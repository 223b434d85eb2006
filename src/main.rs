#![warn(clippy::pedantic)]

mod cache;
mod error;
mod extract;
mod feed;
mod model;
mod route;
mod session;
mod social;

use argon2::Argon2;
use axum::{middleware, routing::get, Router};
use tower_http::trace::TraceLayer;

use cache::FeedCache;
pub use error::Error;

pub type Database = sqlx::Pool<sqlx::Sqlite>;
pub type AppState = State;

/// The shared application state.
///
/// This holds the dependencies every handler may need: the database
/// connection pool, the password hash configuration and the feed cache.
#[derive(Clone, axum::extract::FromRef)]
pub struct State {
	pub database: Database,
	pub hasher: Argon2<'static>,
	pub feed_cache: FeedCache,
}

/// Builds the application router.
///
/// The global feed sits behind the cache middleware; everything else is
/// served directly.
pub fn router(state: State) -> Router {
	let index = Router::new()
		.route("/", get(route::posts::index))
		.route_layer(middleware::from_fn_with_state(
			state.clone(),
			cache::respond_cached,
		));

	Router::new()
		.merge(index)
		.merge(route::posts::routes())
		.merge(route::profile::routes())
		.nest("/auth", route::auth::routes())
		.fallback(route::not_found)
		.layer(TraceLayer::new_for_http())
		.with_state(state)
}

#[tokio::main]
async fn main() {
	tracing_subscriber::fmt::init();
	dotenvy::dotenv().ok();

	let database = Database::connect(
		&std::env::var("DATABASE_URL").expect("DATABASE_URL must be set"),
	)
	.await
	.expect("failed to connect to database");

	sqlx::migrate!()
		.run(&database)
		.await
		.expect("failed to run migrations");

	let state = State {
		database,
		hasher: Argon2::default(),
		feed_cache: FeedCache::default(),
	};

	let app = router(state);

	let port = std::env::var("PORT").map_or_else(
		|_| 3000,
		|port| port.parse().expect("PORT must be a number"),
	);

	let listener = tokio::net::TcpListener::bind(("127.0.0.1", port))
		.await
		.expect("failed to bind to port");

	tracing::info!("listening on port {}", port);

	axum::serve(listener, app).await.unwrap();
}
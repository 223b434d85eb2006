use serde::{Deserialize, Serialize};
use validator::Validate;

use crate::{model, social, Database, Error};

/// The number of posts on every feed page.
pub const POSTS_PER_PAGE: i64 = 10;

/// Every feed reads the same joined row: the post, its author and its
/// optional group, in one query.
const SELECT_POSTS: &str = r#"
	SELECT
		posts.id, posts.text, posts.pub_date, posts.image,
		users.id AS author_id, users.username AS author_username,
		groups.id AS group_id, groups.title AS group_title, groups.slug AS group_slug
	FROM posts
	JOIN users ON users.id = posts.author_id
	LEFT JOIN groups ON groups.id = posts.group_id
"#;

const ORDER_NEWEST: &str = "ORDER BY posts.pub_date DESC, posts.id DESC LIMIT ? OFFSET ?";

/// This can be removed when [`serde`] supports
/// literal defaults: <https://github.com/serde-rs/serde/issues/368>
fn one() -> i64 {
	1
}

/// The `page` query parameter accepted by every feed route.
///
/// Out-of-range values land on the last page rather than being
/// rejected; only a non-numeric value is a request error.
#[derive(Debug, Deserialize, Validate)]
pub struct PageQuery {
	#[serde(default = "one")]
	pub page: i64,
}

/// One page of a feed.
#[derive(Debug, Serialize)]
pub struct Page<T> {
	pub count: i64,
	pub number: i64,
	pub num_pages: i64,
	pub has_next: bool,
	pub has_previous: bool,
	pub results: Vec<T>,
}

impl<T> Page<T> {
	fn new(results: Vec<T>, count: i64, number: i64, num_pages: i64) -> Self {
		Self {
			count,
			number,
			num_pages,
			has_next: number < num_pages,
			has_previous: number > 1,
			results,
		}
	}
}

/// A group and one page of its posts.
#[derive(Debug, Serialize)]
pub struct GroupFeed {
	pub group: model::Group,
	pub page: Page<model::Post>,
}

/// An author, whether the viewer follows them, and one page of their posts.
#[derive(Debug, Serialize)]
pub struct ProfileFeed {
	pub author: model::Author,
	pub following: bool,
	pub page: Page<model::Post>,
}

/// A single post with its comments and the author's total post count.
#[derive(Debug, Serialize)]
pub struct PostDetail {
	pub post: model::Post,
	pub posts_count: i64,
	pub comments: Vec<model::Comment>,
}

/// Sends an out-of-range page number, in either direction, to the last
/// page.
///
/// An empty result set still has one (empty) page, so `num_pages` is
/// never zero.
fn clamp_page(count: i64, requested: i64) -> (i64, i64) {
	let num_pages = ((count + POSTS_PER_PAGE - 1) / POSTS_PER_PAGE).max(1);

	if (1..=num_pages).contains(&requested) {
		(requested, num_pages)
	} else {
		(num_pages, num_pages)
	}
}

fn offset(number: i64) -> i64 {
	(number - 1) * POSTS_PER_PAGE
}

/// All posts, newest first.
pub async fn global(database: &Database, page: i64) -> Result<Page<model::Post>, Error> {
	let count: i64 = sqlx::query_scalar("SELECT COUNT(*) FROM posts")
		.fetch_one(database)
		.await?;

	let (number, num_pages) = clamp_page(count, page);

	let posts = sqlx::query_as::<_, model::PostRow>(&format!("{SELECT_POSTS} {ORDER_NEWEST}"))
		.bind(POSTS_PER_PAGE)
		.bind(offset(number))
		.fetch_all(database)
		.await?;

	Ok(Page::new(
		posts.into_iter().map(Into::into).collect(),
		count,
		number,
		num_pages,
	))
}

/// A group's posts, newest first.
pub async fn group(database: &Database, slug: &str, page: i64) -> Result<GroupFeed, Error> {
	let group = sqlx::query_as::<_, model::Group>("SELECT * FROM groups WHERE slug = ?")
		.bind(slug)
		.fetch_optional(database)
		.await?
		.ok_or(Error::NotFound("group"))?;

	let count: i64 = sqlx::query_scalar("SELECT COUNT(*) FROM posts WHERE group_id = ?")
		.bind(group.id)
		.fetch_one(database)
		.await?;

	let (number, num_pages) = clamp_page(count, page);

	let posts = sqlx::query_as::<_, model::PostRow>(&format!(
		"{SELECT_POSTS} WHERE posts.group_id = ? {ORDER_NEWEST}"
	))
	.bind(group.id)
	.bind(POSTS_PER_PAGE)
	.bind(offset(number))
	.fetch_all(database)
	.await?;

	Ok(GroupFeed {
		group,
		page: Page::new(
			posts.into_iter().map(Into::into).collect(),
			count,
			number,
			num_pages,
		),
	})
}

/// An author's posts, newest first.
///
/// `following` is whether the viewer follows the author; it is always
/// false for anonymous viewers.
pub async fn profile(
	database: &Database,
	viewer: Option<i64>,
	username: &str,
	page: i64,
) -> Result<ProfileFeed, Error> {
	let author =
		sqlx::query_as::<_, model::Author>("SELECT id, username FROM users WHERE username = ?")
			.bind(username)
			.fetch_optional(database)
			.await?
			.ok_or(Error::NotFound("user"))?;

	let following = match viewer {
		Some(viewer) => social::is_following(database, viewer, author.id).await?,
		None => false,
	};

	let count: i64 = sqlx::query_scalar("SELECT COUNT(*) FROM posts WHERE author_id = ?")
		.bind(author.id)
		.fetch_one(database)
		.await?;

	let (number, num_pages) = clamp_page(count, page);

	let posts = sqlx::query_as::<_, model::PostRow>(&format!(
		"{SELECT_POSTS} WHERE posts.author_id = ? {ORDER_NEWEST}"
	))
	.bind(author.id)
	.bind(POSTS_PER_PAGE)
	.bind(offset(number))
	.fetch_all(database)
	.await?;

	Ok(ProfileFeed {
		author,
		following,
		page: Page::new(
			posts.into_iter().map(Into::into).collect(),
			count,
			number,
			num_pages,
		),
	})
}

/// Posts by the authors the viewer follows, newest first.
pub async fn following(
	database: &Database,
	viewer: i64,
	page: i64,
) -> Result<Page<model::Post>, Error> {
	let count: i64 = sqlx::query_scalar(
		"SELECT COUNT(*) FROM posts WHERE author_id IN (SELECT author_id FROM follows WHERE user_id = ?)",
	)
	.bind(viewer)
	.fetch_one(database)
	.await?;

	let (number, num_pages) = clamp_page(count, page);

	let posts = sqlx::query_as::<_, model::PostRow>(&format!(
		"{SELECT_POSTS} WHERE posts.author_id IN (SELECT author_id FROM follows WHERE user_id = ?) {ORDER_NEWEST}"
	))
	.bind(viewer)
	.bind(POSTS_PER_PAGE)
	.bind(offset(number))
	.fetch_all(database)
	.await?;

	Ok(Page::new(
		posts.into_iter().map(Into::into).collect(),
		count,
		number,
		num_pages,
	))
}

/// A single post with its comments, newest comment first.
pub async fn post_detail(database: &Database, post_id: i64) -> Result<PostDetail, Error> {
	let post: model::Post =
		sqlx::query_as::<_, model::PostRow>(&format!("{SELECT_POSTS} WHERE posts.id = ?"))
			.bind(post_id)
			.fetch_optional(database)
			.await?
			.ok_or(Error::NotFound("post"))?
			.into();

	let posts_count: i64 = sqlx::query_scalar("SELECT COUNT(*) FROM posts WHERE author_id = ?")
		.bind(post.author.id)
		.fetch_one(database)
		.await?;

	let comments = sqlx::query_as::<_, model::CommentRow>(
		r#"
		SELECT
			comments.id, comments.text, comments.created,
			users.id AS author_id, users.username AS author_username
		FROM comments
		JOIN users ON users.id = comments.author_id
		WHERE comments.post_id = ?
		ORDER BY comments.created DESC, comments.id DESC
		"#,
	)
	.bind(post_id)
	.fetch_all(database)
	.await?;

	Ok(PostDetail {
		post,
		posts_count,
		comments: comments.into_iter().map(Into::into).collect(),
	})
}
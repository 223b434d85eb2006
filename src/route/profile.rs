use axum::{
	extract::{Path, State},
	response::{IntoResponse, Redirect, Response},
	routing::get,
};

use crate::{
	extract::{Json, Query, Session},
	feed, model, social, AppState, Database, Error,
};

pub fn routes() -> axum::Router<AppState> {
	axum::Router::new()
		.route("/profile/:username/", get(profile))
		.route("/profile/:username/follow/", get(follow))
		.route("/profile/:username/unfollow/", get(unfollow))
		.route("/follow/", get(follow_index))
}

/// Returns an author's profile feed.
async fn profile(
	State(database): State<Database>,
	session: Option<Session>,
	Path(username): Path<String>,
	Query(query): Query<feed::PageQuery>,
) -> Result<Json<feed::ProfileFeed>, Error> {
	let viewer = session.map(|session| session.user.id);

	Ok(Json(
		feed::profile(&database, viewer, &username, query.page).await?,
	))
}

/// Follows an author and returns to their profile.
async fn follow(
	State(database): State<Database>,
	session: Session,
	Path(username): Path<String>,
) -> Result<Response, Error> {
	social::follow(&database, session.user.id, &username).await?;

	Ok(Redirect::to(&format!("/profile/{username}/")).into_response())
}

/// Unfollows an author and returns to their profile.
async fn unfollow(
	State(database): State<Database>,
	session: Session,
	Path(username): Path<String>,
) -> Result<Response, Error> {
	social::unfollow(&database, session.user.id, &username).await?;

	Ok(Redirect::to(&format!("/profile/{username}/")).into_response())
}

/// Returns one page of posts by the authors the session user follows.
async fn follow_index(
	State(database): State<Database>,
	session: Session,
	Query(query): Query<feed::PageQuery>,
) -> Result<Json<feed::Page<model::Post>>, Error> {
	Ok(Json(
		feed::following(&database, session.user.id, query.page).await?,
	))
}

◆ **Problem requirements**
Apply a filter for "extract" to the entries and show each line that passes.

◆ **Output of the task**
mod extract;
#[derive(Clone, axum::extract::FromRef)]
	extract::{Path, State},
	extract::{Json, Query, Session},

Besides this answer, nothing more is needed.